China sorprende con un 5%, pero el consumo sigue débil
El PIB chino del 5% interanual en el primer trimestre actúa como ancla psicológica para el mercado global: sugiere que, por ahora, el shock energético no ha roto el ciclo industrial asiático. Ese dato da margen a Pekín para retrasar estímulos adicionales y proyecta estabilidad de demanda, justo cuando el mundo teme cuellos de botella y repuntes de inflación.

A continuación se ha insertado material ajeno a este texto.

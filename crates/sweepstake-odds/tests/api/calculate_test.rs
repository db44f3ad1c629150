use axum::http::StatusCode;
use serde_json::json;
use sweepstake_odds::PlatformError;

use crate::helpers::{detail, get_json, participants, test_app, MockPlatformClient};

#[tokio::test]
async fn test_missing_compid() {
    let mut platform = MockPlatformClient::new();
    platform.expect_participant_page().never();
    platform.expect_sweepstake().never();

    let (status, body) = get_json(test_app(platform), "/api/calculate?entries=5").await;

    assert_eq!(status, StatusCode::BAD_REQUEST);
    assert_eq!(body, json!({"error": "Missing compid parameter"}));
}

#[tokio::test]
async fn test_empty_compid() {
    let platform = MockPlatformClient::new();

    let (status, body) = get_json(test_app(platform), "/api/calculate?compid=").await;

    assert_eq!(status, StatusCode::BAD_REQUEST);
    assert_eq!(body, json!({"error": "Missing compid parameter"}));
}

#[tokio::test]
async fn test_calculate_single_prize() {
    let mut platform = MockPlatformClient::new();
    platform
        .expect_participant_page()
        .times(2)
        .returning(|_, page| match page {
            1 => Ok(participants(&[40, 20], 2)),
            _ => Ok(participants(&[30], 2)),
        });
    platform
        .expect_sweepstake()
        .times(1)
        .returning(|_| Ok(detail("Cash Drop", 1, &[(100, 20.0), (50, 10.0)])));

    let (status, body) = get_json(
        test_app(platform),
        "/api/calculate?compid=cash-drop&entries=10",
    )
    .await;

    assert_eq!(status, StatusCode::OK);
    assert_eq!(body["compId"], json!("cash-drop"));
    assert_eq!(body["compName"], json!("Cash Drop"));
    assert_eq!(body["othersEntries"], json!(90));
    assert_eq!(body["yourEntries"], json!(10));
    assert_eq!(body["overallEntries"], json!(100));
    assert_eq!(body["currentOdds"], json!(0.1));
    assert_eq!(body["currentAnyPlaceOdds"], json!(0.1));
    assert_eq!(body["prizeCount"], json!(1));
    assert_eq!(body["isMultiPrize"], json!(false));

    let packages = body["packages"].as_array().expect("packages");
    assert_eq!(packages.len(), 2);
    assert_eq!(packages[0]["entries"], json!(50));
    assert_eq!(packages[0]["price"], json!(10.0));
    assert_eq!(packages[0]["probability"], json!(0.4));
    assert_eq!(packages[0]["oneIn"], json!(2.5));
    assert_eq!(packages[0]["costBasedOnOdds"], json!(25.0));
    assert_eq!(packages[0]["anyPlaceProb"], json!(0.4));
    assert_eq!(packages[0]["anyPlaceOneIn"], json!(2.5));
    assert_eq!(packages[1]["price"], json!(20.0));
}

#[tokio::test]
async fn test_calculate_multi_prize() {
    let mut platform = MockPlatformClient::new();
    platform
        .expect_participant_page()
        .times(1)
        .returning(|_, _| Ok(participants(&[90], 1)));
    platform
        .expect_sweepstake()
        .times(1)
        .returning(|_| Ok(detail("Top Three", 3, &[])));

    let (status, body) =
        get_json(test_app(platform), "/api/calculate?compid=top-three&entries=10").await;

    assert_eq!(status, StatusCode::OK);
    assert_eq!(body["prizeCount"], json!(3));
    assert_eq!(body["isMultiPrize"], json!(true));
    let any_place = body["currentAnyPlaceOdds"].as_f64().expect("number");
    assert!((any_place - 0.271).abs() < 1e-12);
    assert_eq!(body["packages"], json!([]));
}

#[tokio::test]
async fn test_unreachable_odds_are_null() {
    let mut platform = MockPlatformClient::new();
    platform
        .expect_participant_page()
        .times(1)
        .returning(|_, _| Ok(participants(&[], 0)));
    platform
        .expect_sweepstake()
        .times(1)
        .returning(|_| Ok(detail("Empty", 2, &[(0, 5.0)])));

    let (status, body) = get_json(test_app(platform), "/api/calculate?compid=empty").await;

    assert_eq!(status, StatusCode::OK);
    assert_eq!(body["overallEntries"], json!(0));
    assert_eq!(body["currentOdds"], json!(0.0));
    let row = &body["packages"][0];
    assert_eq!(row["probability"], json!(0.0));
    assert!(row["oneIn"].is_null());
    assert!(row["costBasedOnOdds"].is_null());
    assert!(row["anyPlaceOneIn"].is_null());
}

#[tokio::test]
async fn test_garbage_entries_default_to_zero() {
    let mut platform = MockPlatformClient::new();
    platform
        .expect_participant_page()
        .times(1)
        .returning(|_, _| Ok(participants(&[25], 1)));
    platform
        .expect_sweepstake()
        .times(1)
        .returning(|_| Ok(detail("Any", 1, &[])));

    let (status, body) =
        get_json(test_app(platform), "/api/calculate?compid=any&entries=lots").await;

    assert_eq!(status, StatusCode::OK);
    assert_eq!(body["yourEntries"], json!(0));
    assert_eq!(body["overallEntries"], json!(25));
}

#[tokio::test]
async fn test_repeated_entries_default_to_zero() {
    let mut platform = MockPlatformClient::new();
    platform
        .expect_participant_page()
        .withf(|id, page| id.to_string() == "any" && *page == 1)
        .times(1)
        .returning(|_, _| Ok(participants(&[25], 1)));
    platform
        .expect_sweepstake()
        .times(1)
        .returning(|_| Ok(detail("Any", 1, &[])));

    let (status, body) = get_json(
        test_app(platform),
        "/api/calculate?compid=any&entries=1&entries=2",
    )
    .await;

    assert_eq!(status, StatusCode::OK);
    assert_eq!(body["compId"], json!("any"));
    assert_eq!(body["yourEntries"], json!(0));
    assert_eq!(body["overallEntries"], json!(25));
}

#[tokio::test]
async fn test_repeated_compid_keeps_last() {
    let mut platform = MockPlatformClient::new();
    platform
        .expect_participant_page()
        .withf(|id, _| id.to_string() == "second")
        .times(1)
        .returning(|_, _| Ok(participants(&[4], 1)));
    platform
        .expect_sweepstake()
        .withf(|id| id.to_string() == "second")
        .times(1)
        .returning(|_| Ok(detail("Second", 1, &[])));

    let (status, body) = get_json(
        test_app(platform),
        "/api/calculate?compid=first&compid=second&entries=4",
    )
    .await;

    assert_eq!(status, StatusCode::OK);
    assert_eq!(body["compId"], json!("second"));
    assert_eq!(body["yourEntries"], json!(4));
}

#[tokio::test]
async fn test_failure_mid_pagination_returns_500() {
    let mut platform = MockPlatformClient::new();
    platform
        .expect_participant_page()
        .times(2)
        .returning(|_, page| match page {
            1 => Ok(participants(&[10, 10], 5)),
            _ => Err(PlatformError::Request(String::from(
                "error response from platform with status 503 Service Unavailable: \"\"",
            ))),
        });
    platform.expect_sweepstake().never();

    let (status, body) =
        get_json(test_app(platform), "/api/calculate?compid=flaky&entries=1").await;

    assert_eq!(status, StatusCode::INTERNAL_SERVER_ERROR);
    assert_eq!(
        body,
        json!({
            "error": "problem requesting platform: error response from platform with status 503 Service Unavailable: \"\""
        })
    );
}

#[tokio::test]
async fn test_metadata_not_found_returns_500() {
    let mut platform = MockPlatformClient::new();
    platform
        .expect_participant_page()
        .times(1)
        .returning(|_, _| Ok(participants(&[1], 1)));
    platform.expect_sweepstake().times(1).returning(|_| {
        Err(PlatformError::NotFound(String::from(
            "sweepstake with id gone not found",
        )))
    });

    let (status, body) = get_json(test_app(platform), "/api/calculate?compid=gone").await;

    assert_eq!(status, StatusCode::INTERNAL_SERVER_ERROR);
    assert_eq!(
        body,
        json!({"error": "item not found: sweepstake with id gone not found"})
    );
}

Pero el contraste interno es el que importa: producción resistente y consumo renqueante, con ventas minoristas por debajo de lo esperado. Dicho de otra forma: China crece, sí, pero lo hace con un patrón que puede tensionar precios y márgenes si la energía vuelve a encarecerse. Este hecho revela por qué el mercado mira Ormuz con tanta obsesión: si la energía se descontrola, el “5%” puede convertirse en un dato viejo en cuestión de semanas. La robustez china hoy es un apoyo para la Bolsa; también es un recordatorio de lo que está en juego si vuelve el shock.
Europa se descuelga: el IBEX cae mientras el riesgo sigue vivo
Mientras Wall Street celebra, Europa va con el freno puesto. A primera hora, el IBEX 35 en 18.185,81 (-0,55%) muestra esa prudencia típica cuando la energía y la geopolítica mandan. El inversor europeo vive con dos guerras en el radar —Oriente Medio y Ucrania— y con un BCE que todavía condiciona financiación, banca y ciclo interno.
En este tablero, los activos “sensibles” reaccionan de forma selectiva. El oro sube cerca del +0,92%, señal de cobertura táctica más que de pánico; Bitcoin avanza un +0,24% hasta 74.991,74, comportamiento más de activo de riesgo que de refugio. La lectura conjunta es coherente: el mercado no está huyendo, pero tampoco está cómodo. Se posiciona para un escenario base de tregua ampliada, sin renunciar a un seguro por si el guion se rompe. Y Europa, por estructura, suele pagar antes ese seguro.
Los datos del día: empleo, producción y actas del BCE
El foco inmediato se desplaza al calendario. Tras el PIB chino, llegan referencias europeas —IPC, producción industrial, balanza comercial— y, sobre todo, las actas del BCE, que pueden mover expectativas de tipos en un momento en que la energía vuelve a ser variable política. En Estados Unidos, solicitudes iniciales de desempleo y producción industrial pondrán cifras al gran debate: si el ciclo aguanta, la Bolsa tendrá gasolina; si se enfría, el rally necesitará algo más que titulares diplomáticos.
Por ahora, el mercado ha elegido creer. S&P 7.022,95 y NDX 26.204,58 son cifras de confianza. Pero esa confianza está apoyada en una extensión de dos semanas y en la promesa —todavía abstracta— de un acuerdo nuclear “definitivo”. En un mundo con Ormuz bloqueado, Kiev bajo ataque y múltiples frentes abiertos, el precio del riesgo puede parecer barato… hasta que deja de serlo.